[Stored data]
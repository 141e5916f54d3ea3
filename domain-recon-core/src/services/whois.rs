//! WHOIS registration lookup.

use regex::Regex;
use tokio::time::{timeout, Duration};
use whois_rust::{WhoIs, WhoIsLookupOptions};

use crate::error::{ReconError, ReconResult};
use crate::types::RegistrationRecord;

const WHOIS_TIMEOUT_SECS: u64 = 10;

/// Query a registration database for a domain.
///
/// `whois_servers` is the embedded TLD → server JSON map. Every failure mode
/// — unreachable server, unsupported TLD, timeout — comes back as a
/// descriptive error value; the caller always receives a result.
pub(crate) async fn whois_lookup(
    domain: &str,
    whois_servers: &str,
) -> ReconResult<RegistrationRecord> {
    timeout(
        Duration::from_secs(WHOIS_TIMEOUT_SECS),
        whois_lookup_inner(domain, whois_servers),
    )
    .await
    .map_err(|_| {
        ReconError::Lookup(format!(
            "WHOIS lookup failed: timed out ({WHOIS_TIMEOUT_SECS}s)"
        ))
    })?
}

async fn whois_lookup_inner(
    domain: &str,
    whois_servers: &str,
) -> ReconResult<RegistrationRecord> {
    let whois = WhoIs::from_string(whois_servers)
        .map_err(|e| ReconError::Lookup(format!("WHOIS lookup failed: {e}")))?;

    let options = WhoIsLookupOptions::from_string(domain)
        .map_err(|e| ReconError::Lookup(format!("WHOIS lookup failed: {e}")))?;

    let raw = whois
        .lookup_async(options)
        .await
        .map_err(|e| ReconError::Lookup(format!("WHOIS lookup failed: {e}")))?;

    Ok(parse_whois_response(domain, &raw))
}

/// Parse structured registration fields from a raw WHOIS response.
///
/// Registries disagree on field labels and date formats, so each field is
/// tried against several known dialects and kept as a display string.
fn parse_whois_response(domain: &str, raw: &str) -> RegistrationRecord {
    RegistrationRecord {
        domain_name: extract_field(raw, &[r"(?i)Domain Name:\s*(.+)", r"(?im)^domain:\s*(.+)"])
            .map(|name| name.to_lowercase())
            .or_else(|| Some(domain.to_string())),
        registrar: extract_field(
            raw,
            &[
                r"(?i)Registrar:\s*(.+)",
                r"(?i)Registrar Name:\s*(.+)",
                r"(?i)Sponsoring Registrar:\s*(.+)",
            ],
        ),
        creation_date: extract_field(
            raw,
            &[
                r"(?i)Creation Date:\s*(.+)",
                r"(?i)Created Date:\s*(.+)",
                r"(?i)Created:\s*(.+)",
                r"(?i)Registration Time:\s*(.+)",
                r"(?i)Registration Date:\s*(.+)",
            ],
        ),
        expiration_date: extract_field(
            raw,
            &[
                r"(?i)Expir(?:y|ation) Date:\s*(.+)",
                r"(?i)Registry Expiry Date:\s*(.+)",
                r"(?i)Expiration Time:\s*(.+)",
                r"(?i)paid-till:\s*(.+)",
            ],
        ),
        name_servers: extract_name_servers(raw),
        emails: extract_emails(raw),
    }
}

/// Try multiple regex patterns and return the first match.
fn extract_field(text: &str, patterns: &[&str]) -> Option<String> {
    for pattern in patterns {
        let Ok(re) = Regex::new(pattern) else {
            continue;
        };
        if let Some(value) = re
            .captures(text)
            .and_then(|caps| caps.get(1))
            .map(|m| m.as_str().trim().to_string())
        {
            if !value.is_empty() {
                return Some(value);
            }
        }
    }
    None
}

/// Extract name servers from WHOIS text, lowercased and deduplicated.
fn extract_name_servers(text: &str) -> Vec<String> {
    let mut servers = Vec::new();
    let patterns = [
        r"(?i)Name Server:\s*(.+)",
        r"(?i)nserver:\s*(.+)",
        r"(?i)DNS:\s*(.+)",
    ];

    for pattern in patterns {
        let Ok(re) = Regex::new(pattern) else {
            continue;
        };
        for caps in re.captures_iter(text) {
            if let Some(m) = caps.get(1) {
                let server = m.as_str().trim().to_lowercase();
                if !server.is_empty() && !servers.contains(&server) {
                    servers.push(server);
                }
            }
        }
    }

    servers
}

/// Extract contact email addresses from WHOIS text, deduplicated.
fn extract_emails(text: &str) -> Vec<String> {
    let mut emails = Vec::new();
    let Ok(re) = Regex::new(r"(?i)[a-z0-9._%+-]+@[a-z0-9.-]+\.[a-z]{2,}") else {
        return emails;
    };
    for m in re.find_iter(text) {
        let email = m.as_str().to_lowercase();
        if !emails.contains(&email) {
            emails.push(email);
        }
    }
    emails
}
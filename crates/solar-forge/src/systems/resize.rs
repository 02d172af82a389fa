//! Output sizing. Runs on every viewport resize (no debouncing) and on
//! every expand/collapse transition.

use crate::api::types::{Rect, Viewport};
use crate::renderer::camera::PerspectiveCamera;
use crate::renderer::traits::Renderer;

/// Output size in CSS pixels: the viewport while expanded, otherwise the
/// inline container's box, floored at 1px on each axis.
pub fn target_size(expanded: bool, viewport: Viewport, container: Rect) -> (u32, u32) {
    let (w, h) = if expanded {
        (viewport.width, viewport.height)
    } else {
        (container.width, container.height)
    };
    (w.floor().max(1.0) as u32, h.floor().max(1.0) as u32)
}

/// Apply a target size to the renderer and camera.
pub fn apply_size(
    (width, height): (u32, u32),
    pixel_ratio: f32,
    camera: &mut PerspectiveCamera,
    renderer: &mut impl Renderer,
) {
    renderer.set_size(width, height, pixel_ratio);
    camera.set_aspect(width as f32, height as f32);
    camera.update_projection();
}

#[cfg(test)]
mod tests {
    use super::*;
    use crate::host::recording::RecordingRenderer;

    #[test]
    fn expanded_uses_viewport() {
        let vp = Viewport::new(1440.0, 900.0, 2.0);
        let rect = Rect::new(10.0, 10.0, 300.0, 280.0);
        assert_eq!(target_size(true, vp, rect), (1440, 900));
        assert_eq!(target_size(false, vp, rect), (300, 280));
    }

    #[test]
    fn degenerate_container_floors_at_one() {
        let vp = Viewport::default();
        assert_eq!(target_size(false, vp, Rect::new(0.0, 0.0, 0.0, 0.4)), (1, 1));
    }

    #[test]
    fn aspect_matches_both_dimension_sets() {
        let mut camera = PerspectiveCamera::new(40.0, 0.1, 100.0, 4.6);
        let mut renderer = RecordingRenderer::default();
        let vp = Viewport::new(1920.0, 1080.0, 1.0);
        let rect = Rect::new(0.0, 0.0, 320.0, 240.0);

        for expanded in [false, true] {
            let size = target_size(expanded, vp, rect);
            apply_size(size, 1.0, &mut camera, &mut renderer);
            assert!((camera.aspect - size.0 as f32 / size.1 as f32).abs() < 1e-6);
        }
        assert_eq!(renderer.sizes, vec![(320, 240, 1.0), (1920, 1080, 1.0)]);
    }
}
//! Recording test doubles for [`Page`] and [`Renderer`].

use crate::api::types::{HostTask, Rect, RootFlag, Viewport};
use crate::renderer::traits::{ClearColor, Renderer};

use super::Page;

#[derive(Debug, Clone, PartialEq)]
pub enum PageCall {
    SetCanvasScale(Option<f32>),
    ShowBackdrop,
    FadeBackdrop,
    RemoveBackdrop,
    MountOverlay,
    UnmountOverlay,
    RaiseHero,
    RestoreHero,
    AttachTrackers,
    DetachTrackers,
    Schedule(HostTask, u32),
    RequestFrame,
    SetRootFlag(RootFlag),
}

/// Simulated document. Counts live elements and listeners so duplicate
/// creation shows up as a count above one.
#[derive(Debug, Clone)]
pub struct RecordingPage {
    pub viewport: Viewport,
    pub container: Rect,
    pub calls: Vec<PageCall>,
    pub overlays: usize,
    pub backdrops: usize,
    pub listeners: usize,
    pub canvas_in_overlay: bool,
    pub canvas_scale: Option<f32>,
    pub hero_raised: bool,
    pub root_flags: Vec<RootFlag>,
}

impl RecordingPage {
    pub fn new() -> Self {
        Self {
            viewport: Viewport::new(1280.0, 800.0, 1.0),
            container: Rect::new(880.0, 200.0, 300.0, 300.0),
            calls: Vec::new(),
            overlays: 0,
            backdrops: 0,
            listeners: 0,
            canvas_in_overlay: false,
            canvas_scale: None,
            hero_raised: false,
            root_flags: Vec::new(),
        }
    }

    pub fn count(&self, call: &PageCall) -> usize {
        self.calls.iter().filter(|c| *c == call).count()
    }

    pub fn index_of(&self, call: &PageCall) -> Option<usize> {
        self.calls.iter().position(|c| c == call)
    }

    pub fn scheduled(&self) -> Vec<(HostTask, u32)> {
        self.calls
            .iter()
            .filter_map(|c| match c {
                PageCall::Schedule(task, delay) => Some((*task, *delay)),
                _ => None,
            })
            .collect()
    }

    pub fn frame_requests(&self) -> usize {
        self.count(&PageCall::RequestFrame)
    }
}

impl Page for RecordingPage {
    fn viewport(&self) -> Viewport {
        self.viewport
    }

    fn container_rect(&self) -> Rect {
        self.container
    }

    fn canvas_rect(&self) -> Rect {
        if self.canvas_in_overlay {
            Rect::new(0.0, 0.0, self.viewport.width, self.viewport.height)
        } else {
            self.container
        }
    }

    fn set_canvas_scale(&mut self, scale: Option<f32>) {
        self.canvas_scale = scale;
        self.calls.push(PageCall::SetCanvasScale(scale));
    }

    fn show_backdrop(&mut self) {
        self.backdrops = 1;
        self.calls.push(PageCall::ShowBackdrop);
    }

    fn fade_backdrop(&mut self) {
        self.calls.push(PageCall::FadeBackdrop);
    }

    fn remove_backdrop(&mut self) {
        self.backdrops = 0;
        self.calls.push(PageCall::RemoveBackdrop);
    }

    fn mount_overlay(&mut self) {
        self.overlays += 1;
        self.canvas_in_overlay = true;
        self.calls.push(PageCall::MountOverlay);
    }

    fn unmount_overlay(&mut self) {
        self.overlays = self.overlays.saturating_sub(1);
        self.canvas_in_overlay = false;
        self.calls.push(PageCall::UnmountOverlay);
    }

    fn raise_hero(&mut self) {
        self.hero_raised = true;
        self.calls.push(PageCall::RaiseHero);
    }

    fn restore_hero(&mut self) {
        self.hero_raised = false;
        self.calls.push(PageCall::RestoreHero);
    }

    fn attach_trackers(&mut self) {
        // scroll + document pointermove
        self.listeners += 2;
        self.calls.push(PageCall::AttachTrackers);
    }

    fn detach_trackers(&mut self) {
        self.listeners = self.listeners.saturating_sub(2);
        self.calls.push(PageCall::DetachTrackers);
    }

    fn schedule(&mut self, task: HostTask, delay_ms: u32) {
        self.calls.push(PageCall::Schedule(task, delay_ms));
    }

    fn request_frame(&mut self) {
        self.calls.push(PageCall::RequestFrame);
    }

    fn set_root_flag(&mut self, flag: RootFlag) {
        self.root_flags.push(flag);
        self.calls.push(PageCall::SetRootFlag(flag));
    }
}

#[derive(Debug, Clone, Default)]
pub struct RecordingRenderer {
    pub sizes: Vec<(u32, u32, f32)>,
    pub clears: Vec<ClearColor>,
    pub uploads: Vec<Vec<f32>>,
    pub draws: usize,
    pub last_frame: Vec<f32>,
}

impl Renderer for RecordingRenderer {
    fn set_size(&mut self, width: u32, height: u32, pixel_ratio: f32) {
        self.sizes.push((width, height, pixel_ratio));
    }

    fn set_clear_color(&mut self, color: ClearColor) {
        self.clears.push(color);
    }

    fn upload_scene(&mut self, scene: &[f32]) {
        self.uploads.push(scene.to_vec());
    }

    fn draw(&mut self, frame: &[f32]) {
        self.draws += 1;
        self.last_frame = frame.to_vec();
    }
}
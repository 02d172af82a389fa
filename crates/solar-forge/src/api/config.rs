use serde::Deserialize;

use crate::error::ConfigError;
use crate::renderer::traits::ClearColor;

/// Viewports narrower than this get the compact populations.
pub const COMPACT_WIDTH: f32 = 768.0;

/// Environment facts sampled once at construction. Never re-evaluated.
#[derive(Debug, Clone, Copy, PartialEq)]
pub struct Capabilities {
    pub reduced_motion: bool,
    pub viewport_width: f32,
}

/// How many particles, shards and stars the scene is built with.
#[derive(Debug, Clone, Copy, PartialEq, Eq)]
pub struct Populations {
    pub particles: usize,
    pub shards: usize,
    pub stars: usize,
}

impl Populations {
    pub const REDUCED: Self = Self { particles: 200, shards: 40, stars: 200 };
    pub const COMPACT: Self = Self { particles: 350, shards: 70, stars: 400 };
    pub const FULL: Self = Self { particles: 650, shards: 120, stars: 900 };

    pub fn for_capabilities(caps: &Capabilities) -> Self {
        if caps.reduced_motion {
            Self::REDUCED
        } else if caps.viewport_width < COMPACT_WIDTH {
            Self::COMPACT
        } else {
            Self::FULL
        }
    }
}

/// Camera parameters.
#[derive(Debug, Clone, Deserialize)]
#[serde(default)]
pub struct CameraConfig {
    /// Vertical field of view in degrees.
    pub fov_deg: f32,
    pub near: f32,
    pub far: f32,
    /// Distance from the origin while inline.
    pub base_distance: f32,
    /// Additional distance at hover = 1.
    pub retreat: f32,
}

impl Default for CameraConfig {
    fn default() -> Self {
        Self {
            fov_deg: 40.0,
            near: 0.1,
            // Rings reach ~100 world units when fully expanded.
            far: 1000.0,
            base_distance: 4.6,
            retreat: 6.0,
        }
    }
}

/// Tunables for the solar scene controller.
///
/// Deserialised from an optional JSON override string; absent fields keep
/// their defaults.
#[derive(Debug, Clone, Deserialize)]
#[serde(default)]
pub struct SceneConfig {
    /// Per-frame factor for the smoothed pointer.
    pub pointer_ease: f32,
    /// Per-frame factor for the smoothed hover scalar.
    pub hover_ease: f32,
    /// Smoothed hover above which PreExpand becomes Expanded.
    pub expand_threshold: f32,
    /// Radius (CSS px) around the anchored sun that counts as "inside".
    pub hit_radius_px: f32,
    /// Background layer fade duration before it is removed.
    pub backdrop_fade_ms: u32,
    /// CSS scale applied to the inline canvas during PreExpand.
    pub pre_expand_scale: f32,
    /// Solar group scale gain at hover = 1 (applied to hover²).
    pub solar_growth: f32,
    /// Ring group scale gain at hover = 1 (applied to hover²).
    pub ring_growth: f32,
    /// Per-frame factor for the solar group's drift toward its anchor.
    pub anchor_follow: f32,
    pub max_pixel_ratio: f32,
    pub exposure: f32,
    /// Upper bound for a single frame delta in seconds.
    pub max_frame_delta: f32,
    pub seed: u64,
    pub expanded_clear: ClearColor,
    pub camera: CameraConfig,
    /// Console log level for the browser bridge ("debug" shows per-second metrics).
    pub log_level: String,
}

impl Default for SceneConfig {
    fn default() -> Self {
        Self {
            pointer_ease: 0.08,
            hover_ease: 0.02,
            expand_threshold: 0.6,
            hit_radius_px: 140.0,
            backdrop_fade_ms: 600,
            pre_expand_scale: 1.6,
            solar_growth: 0.35,
            ring_growth: 50.0,
            anchor_follow: 0.1,
            max_pixel_ratio: 2.0,
            exposure: 1.1,
            max_frame_delta: 0.1,
            seed: 0x5017_F02E,
            expanded_clear: ClearColor::opaque(0x0a0808),
            camera: CameraConfig::default(),
            log_level: "info".to_owned(),
        }
    }
}

impl SceneConfig {
    /// Parse overrides from JSON. An empty string yields the defaults.
    pub fn from_json(json: &str) -> Result<Self, ConfigError> {
        if json.trim().is_empty() {
            return Ok(Self::default());
        }
        Ok(serde_json::from_str(json)?)
    }

    pub fn log_level(&self) -> Result<log::Level, ConfigError> {
        self.log_level
            .parse()
            .map_err(|_| ConfigError::LogLevel(self.log_level.clone()))
    }
}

**Task goal**
Starting with the first line of the records, repeat every line up to and including the one containing "let options = WhoIsLookupOptions::from_string(domain)", and nothing else.

**Output of the task**
repository 141e5916f54d3ea3
filename domain-recon-core/src/services/whois.rs
//! WHOIS registration lookup.

use regex::Regex;
use tokio::time::{timeout, Duration};
use whois_rust::{WhoIs, WhoIsLookupOptions};

use crate::error::{ReconError, ReconResult};
use crate::types::RegistrationRecord;

const WHOIS_TIMEOUT_SECS: u64 = 10;

/// Query a registration database for a domain.
///
/// `whois_servers` is the embedded TLD → server JSON map. Every failure mode
/// — unreachable server, unsupported TLD, timeout — comes back as a
/// descriptive error value; the caller always receives a result.
pub(crate) async fn whois_lookup(
    domain: &str,
    whois_servers: &str,
) -> ReconResult<RegistrationRecord> {
    timeout(
        Duration::from_secs(WHOIS_TIMEOUT_SECS),
        whois_lookup_inner(domain, whois_servers),
    )
    .await
    .map_err(|_| {
        ReconError::Lookup(format!(
            "WHOIS lookup failed: timed out ({WHOIS_TIMEOUT_SECS}s)"
        ))
    })?
}

async fn whois_lookup_inner(
    domain: &str,
    whois_servers: &str,
) -> ReconResult<RegistrationRecord> {
    let whois = WhoIs::from_string(whois_servers)
        .map_err(|e| ReconError::Lookup(format!("WHOIS lookup failed: {e}")))?;

    let options = WhoIsLookupOptions::from_string(domain)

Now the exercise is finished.